以下是液化沙雷菌PCR檢測試劑盒哪家好的相關產(chǎn)品:
解脂亞羅酵母 Yarrowia lipolytica786-O [786-0], 人腎透腺細胞
地衣芽孢桿菌 Bacillus licheniformisNeutral Balsam/中性樹膠
人子宮成纖維細胞*培養(yǎng)基100mL
球毛殼 Chaetomium globosum萎芽孢桿菌 Bacillus atrophaeus
人黑色素瘤細胞英文名稱:M14
V-P半固體瓊脂/Voges-Proskauer Semisolid Agar細菌V-P試驗250克國產(chǎn)/進口
根瘤菌 Rhizobium sp.小鼠肝竇內(nèi)皮細胞*培養(yǎng)基
小鼠肥大細胞細胞英文名稱:P815
亞硫酸鐵瓊脂/Sulfite Iron Agar用于厭氧亞硫酸鹽還原桿菌的平板計數(shù)250克國產(chǎn)/進口
HA(人羊膜細胞)煙色紅曲 Monascus fuliginosus
鏈霉菌 Streptomyces sp.彎曲假單胞菌 Pseudomonus geniculata
液化沙雷菌PCR檢測試劑盒哪家好雌酚;Estrone CAS 53-16-7 規(guī)格: 20mg 訂購|咨詢
香蜂草苷 CAS 14259-47-3 規(guī)格: 20mg 訂購|咨詢
苦蒿素 CAS 125675-09-4 規(guī)格: 20mg 訂購|咨詢
5-甲基-7-甲氧基異黃 CAS 82517-12-2 規(guī)格: HPLC≥98%;20mg 訂購|咨詢
五味子甲素 CAS 61281-38-7 規(guī)格: HPLC≥98%;20mg 訂購|咨詢
異 CAS 124-76-5 規(guī)格: 20mg 訂購|咨詢
桂酸:桂皮酸;桂酸;皮酸 CAS 140-10-3 規(guī)格: HPLC≥98%,20mg/支 訂購|咨詢
鬼臼素-4-O-葡萄糖苷 CAS 16481-54-2 規(guī)格: HPLC≥98%;10mg 訂購|咨詢
苦龍膽酯苷;aMarogentin CAS 21018-84-8 規(guī)格: 10mg 訂購|咨詢
烏藥內(nèi)酯 CAS 13476-25-0 規(guī)格: HPLC≥98%,20mg/支 訂購|咨詢
瓜子金皂苷己 CAS 規(guī)格: 20mg 訂購|咨詢
使用方法:
一、樣品 DNA 的制備
用自選方法提取 Cps DNA。
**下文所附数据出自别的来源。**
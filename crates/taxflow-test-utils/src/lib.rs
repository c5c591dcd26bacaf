//! Fixtures and scripted graphs shared by Taxflow tests.

use std::io::Write;
use std::sync::Arc;

use serde_json::{json, Value};
use tempfile::NamedTempFile;

use taxflow_core::record::Record;
use taxflow_core::state::WorkflowState;
use taxflow_core::types::Target;
use taxflow_engine::{EdgeTable, PassFailRouter, RemediationStep, StepRegistry, WorkflowGraph};

/// Invoice with every mandatory field, taxed at the German standard rate.
pub fn complete_subject() -> Value {
    json!({
        "entity_id": "DE01",
        "country": "DE",
        "net_amount": 1000,
        "supplier_tax": 190,
        "ship_to_country": "DE",
        "supplier_country": "DE",
        "doc_date": "2025-10-13",
        "currency": "EUR",
        "supplier_id": "S1",
    })
}

/// Invoice missing `doc_date`, `currency`, `supplier_id` and `net_amount`.
pub fn incomplete_subject() -> Value {
    json!({
        "id": "TX999",
        "entity_id": "DE01",
        "country": "DE",
        "ship_to_country": "DE",
        "supplier_country": "DE",
        "supplier_tax": 190.0,
    })
}

/// Complete invoice whose supplier tax disagrees with the computed tax.
pub fn mismatched_subject() -> Value {
    let mut subject = complete_subject();
    subject["supplier_tax"] = json!(150);
    subject
}

/// Context with the German rate and a one-cent tolerance.
pub fn german_context() -> Value {
    json!({
        "rate_table": {"DE": 0.19},
        "tolerance": 0.01,
    })
}

/// [`german_context`] plus remediation defaults for the net amount and tax.
pub fn remediation_context() -> Value {
    let mut ctx = german_context();
    ctx["defaults"] = json!({"net_amount": 1000.0, "supplier_tax": 190.0});
    ctx
}

pub fn state(subject: Value, context: Value) -> WorkflowState {
    WorkflowState::new(Record::from_value(subject), Record::from_value(context))
}

pub const LOOP_GATE: &str = "gate";
pub const LOOP_FIX: &str = "fix";

/// A graph whose gate always fails and whose remediation always resumes the
/// gate without fixing anything. Only the step budget can end it.
pub fn never_converging_graph() -> Arc<WorkflowGraph> {
    let mut registry = StepRegistry::new();
    registry
        .register(LOOP_GATE, |state: WorkflowState| state.with_outcome(LOOP_GATE, false))
        .expect("register gate");
    registry
        .register(LOOP_FIX, RemediationStep::new(LOOP_FIX, LOOP_GATE))
        .expect("register fix");

    let mut edges = EdgeTable::new();
    edges.set_entry(LOOP_GATE).add_conditional(
        LOOP_GATE,
        PassFailRouter,
        [("pass", Target::Done), ("fail", Target::from(LOOP_FIX))],
    );
    WorkflowGraph::build(registry, edges)
        .expect("loop graph is valid")
        .shared()
}

/// Write `contents` to a temporary TOML file.
pub fn config_file(contents: &str) -> NamedTempFile {
    let mut tmp = tempfile::Builder::new()
        .suffix(".toml")
        .tempfile()
        .expect("create temp file");
    tmp.write_all(contents.as_bytes()).expect("write toml");
    tmp
}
注意:DNA 純化方法是決定檢測靈敏度的關鍵因素。如果不能很好純化樣品 DNA,后面的 PCR 再靈敏也不能提高整體檢測靈敏度。
二、制備 Cps 標準曲線(以 10-10E6 這 6 個 10 倍稀釋度為例。由于標準品濃度非常高,因此下列稀釋操作一定要在獨立的區(qū)域進行,千萬不能污染樣品或本試劑盒的其他成分)。為增加產(chǎn)品穩(wěn)定性和避免擴散傳染性病原,本產(chǎn)品不提供活體病毒做陽性對照,只提供沒有傳染性的、可以直接使用的 DN**段作為陽性對照。
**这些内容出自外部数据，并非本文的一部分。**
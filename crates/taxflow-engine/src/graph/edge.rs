use std::collections::{BTreeMap, HashMap};
use std::sync::Arc;

use taxflow_core::error::{Result, TaxflowError};
use taxflow_core::state::WorkflowState;
use taxflow_core::types::{StepId, Target};

/// Picks an outcome label from the current state.
///
/// Routers may write bookkeeping fields (the pass/fail router records the
/// failing step), which is why they receive the state mutably.
pub trait Router: Send + Sync {
    fn route(&self, state: &mut WorkflowState) -> String;

    fn name(&self) -> &str {
        "router"
    }
}

impl<F> Router for F
where
    F: Fn(&mut WorkflowState) -> String + Send + Sync,
{
    fn route(&self, state: &mut WorkflowState) -> String {
        self(state)
    }
}

/// Outgoing transition of a step.
#[derive(Clone)]
pub enum Edge {
    /// Always go to the same target.
    Static(Target),
    /// Ask the router for a label and look the label up.
    Conditional {
        router: Arc<dyn Router>,
        routes: BTreeMap<String, Target>,
    },
}

impl Edge {
    /// Resolve the next target after `from` ran. A label with no mapped
    /// target aborts the run.
    pub fn resolve(&self, from: &StepId, state: &mut WorkflowState) -> Result<Target> {
        match self {
            Self::Static(target) => Ok(target.clone()),
            Self::Conditional { router, routes } => {
                let label = router.route(state);
                routes.get(&label).cloned().ok_or_else(|| TaxflowError::Routing {
                    step: from.to_string(),
                    reason: format!(
                        "router '{}' returned unmapped label '{}' (known: {})",
                        router.name(),
                        label,
                        routes.keys().cloned().collect::<Vec<_>>().join(", ")
                    ),
                    trail: state.trail_strings(),
                })
            }
        }
    }

    /// Every target this edge can lead to.
    pub fn targets(&self) -> Vec<&Target> {
        match self {
            Self::Static(target) => vec![target],
            Self::Conditional { routes, .. } => routes.values().collect(),
        }
    }
}

impl std::fmt::Debug for Edge {
    fn fmt(&self, f: &mut std::fmt::Formatter<'_>) -> std::fmt::Result {
        match self {
            Self::Static(target) => f.debug_tuple("Static").field(target).finish(),
            Self::Conditional { router, routes } => f
                .debug_struct("Conditional")
                .field("router", &router.name())
                .field("routes", routes)
                .finish(),
        }
    }
}

/// Static and conditional edges of a graph, plus its entry step.
///
/// Problems such as a second edge out of the same step are collected here
/// and reported when the graph is built.
#[derive(Debug, Default)]
pub struct EdgeTable {
    pub(crate) entry: Option<StepId>,
    pub(crate) edges: HashMap<StepId, Edge>,
    pub(crate) order: Vec<StepId>,
    pub(crate) problems: Vec<String>,
}

impl EdgeTable {
    pub fn new() -> Self {
        Self::default()
    }

    /// Designate the first step run after `ENTRY`.
    pub fn set_entry(&mut self, id: impl Into<StepId>) -> &mut Self {
        let id = id.into();
        if let Some(prev) = &self.entry {
            self.problems
                .push(format!("entry already set to '{}', got '{}'", prev, id));
        }
        self.entry = Some(id);
        self
    }

    /// Add a static edge.
    pub fn add_edge(&mut self, from: impl Into<StepId>, to: impl Into<Target>) -> &mut Self {
        self.insert(from.into(), Edge::Static(to.into()))
    }

    /// Add a conditional edge mapping router labels to targets.
    pub fn add_conditional<I, L, T>(
        &mut self,
        from: impl Into<StepId>,
        router: impl Router + 'static,
        routes: I,
    ) -> &mut Self
    where
        I: IntoIterator<Item = (L, T)>,
        L: Into<String>,
        T: Into<Target>,
    {
        let routes = routes
            .into_iter()
            .map(|(label, target)| (label.into(), target.into()))
            .collect();
        self.insert(
            from.into(),
            Edge::Conditional {
                router: Arc::new(router),
                routes,
            },
        )
    }

    fn insert(&mut self, from: StepId, edge: Edge) -> &mut Self {
        if self.edges.contains_key(&from) {
            self.problems
                .push(format!("step '{}' has more than one outgoing edge", from));
            return self;
        }
        self.order.push(from.clone());
        self.edges.insert(from, edge);
        self
    }

    pub fn get(&self, from: &str) -> Option<&Edge> {
        self.edges.get(from)
    }

    pub fn len(&self) -> usize {
        self.edges.len()
    }

    pub fn is_empty(&self) -> bool {
        self.edges.is_empty()
    }
}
1. 標記 6 個離心管,分別為 6,5,4,3,2 和 1 號。
2. 用帶芯槍頭分別加入 45 μL 超純水(用帶芯槍頭,下同)。
3. 先將本試劑盒提供的陽性對照用 TE 緩沖液或超純水 10 倍梯度稀釋到10E7 拷貝/μL(注:請不要將本試劑盒提供的標準品一次性稀釋至 10E7拷貝/μL,建議每次稀釋 10 倍,梯度稀釋至 10E7 拷貝/μL)。
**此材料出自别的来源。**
use taxflow_core::outcome::Outcome;
use taxflow_core::state::WorkflowState;

use super::edge::Router;

pub const PASS: &str = "pass";
pub const FAIL: &str = "fail";

/// Classify the step that just ran as passed or failed.
///
/// Looks at `trail[-1]`, or the most recently inserted outcome when the trail
/// is empty, and derives pass/fail the same way the merge helper does. A
/// failure marks that step as `last_failed_step`; a pass of the step currently
/// marked clears the mark.
pub fn pass_fail(state: &mut WorkflowState) -> &'static str {
    let last = state
        .trail
        .last()
        .cloned()
        .or_else(|| state.outcomes.keys().last().cloned());

    let passed = last
        .as_ref()
        .and_then(|id| state.outcomes.get(id))
        .is_some_and(Outcome::passed);

    if let Some(id) = last {
        if !passed {
            state.last_failed_step = Some(id);
        } else if state.last_failed_step.as_ref() == Some(&id) {
            state.last_failed_step = None;
        }
    }

    if passed {
        PASS
    } else {
        FAIL
    }
}

/// Reusable gate router with the `pass`/`fail` label set.
#[derive(Debug, Clone, Copy, Default)]
pub struct PassFailRouter;

impl Router for PassFailRouter {
    fn route(&self, state: &mut WorkflowState) -> String {
        pass_fail(state).to_string()
    }

    fn name(&self) -> &str {
        "pass_fail"
    }
}

/// Routes on a string field of `state.vars`, with a label used when the
/// field is absent.
#[derive(Debug, Clone)]
pub struct VarRouter {
    key: String,
    default: String,
}

impl VarRouter {
    pub fn new(key: impl Into<String>, default: impl Into<String>) -> Self {
        Self {
            key: key.into(),
            default: default.into(),
        }
    }
}

impl Router for VarRouter {
    fn route(&self, state: &mut WorkflowState) -> String {
        state
            .var_str(&self.key)
            .unwrap_or(&self.default)
            .to_string()
    }

    fn name(&self) -> &str {
        &self.key
    }
}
4. 在 6 號管中加入 5 μL 10E7 拷貝/μL 的 Cps 陽性對照(上步稀釋所得),充分震蕩 1 分鐘,得 10E6 拷貝/μL 的陽性對照。
5. 換槍頭,從 6 號管中取 5 μL 溶液到 5 號管中,充分震蕩 1 分鐘,得 10E5拷貝/μL 的陽性對照。
6. 換槍頭,從 5 號管中取 5 μL 溶液到 4 號管中,重復上面的操作直到得到 6個稀釋度的陽性對照。
7. NC 管中不加任何陽性對照。
8. 從 1-6 號管中分別取 5 μL 和待測樣品一起進行定量 PCR(見下步),每個樣品做 3 次重復。PCR 后得到每個陽性對照稀釋樣品的熒光 PCR Ct 值,并以之為縱軸,以濃度的對數(shù)值為橫軸,繪制標準曲線。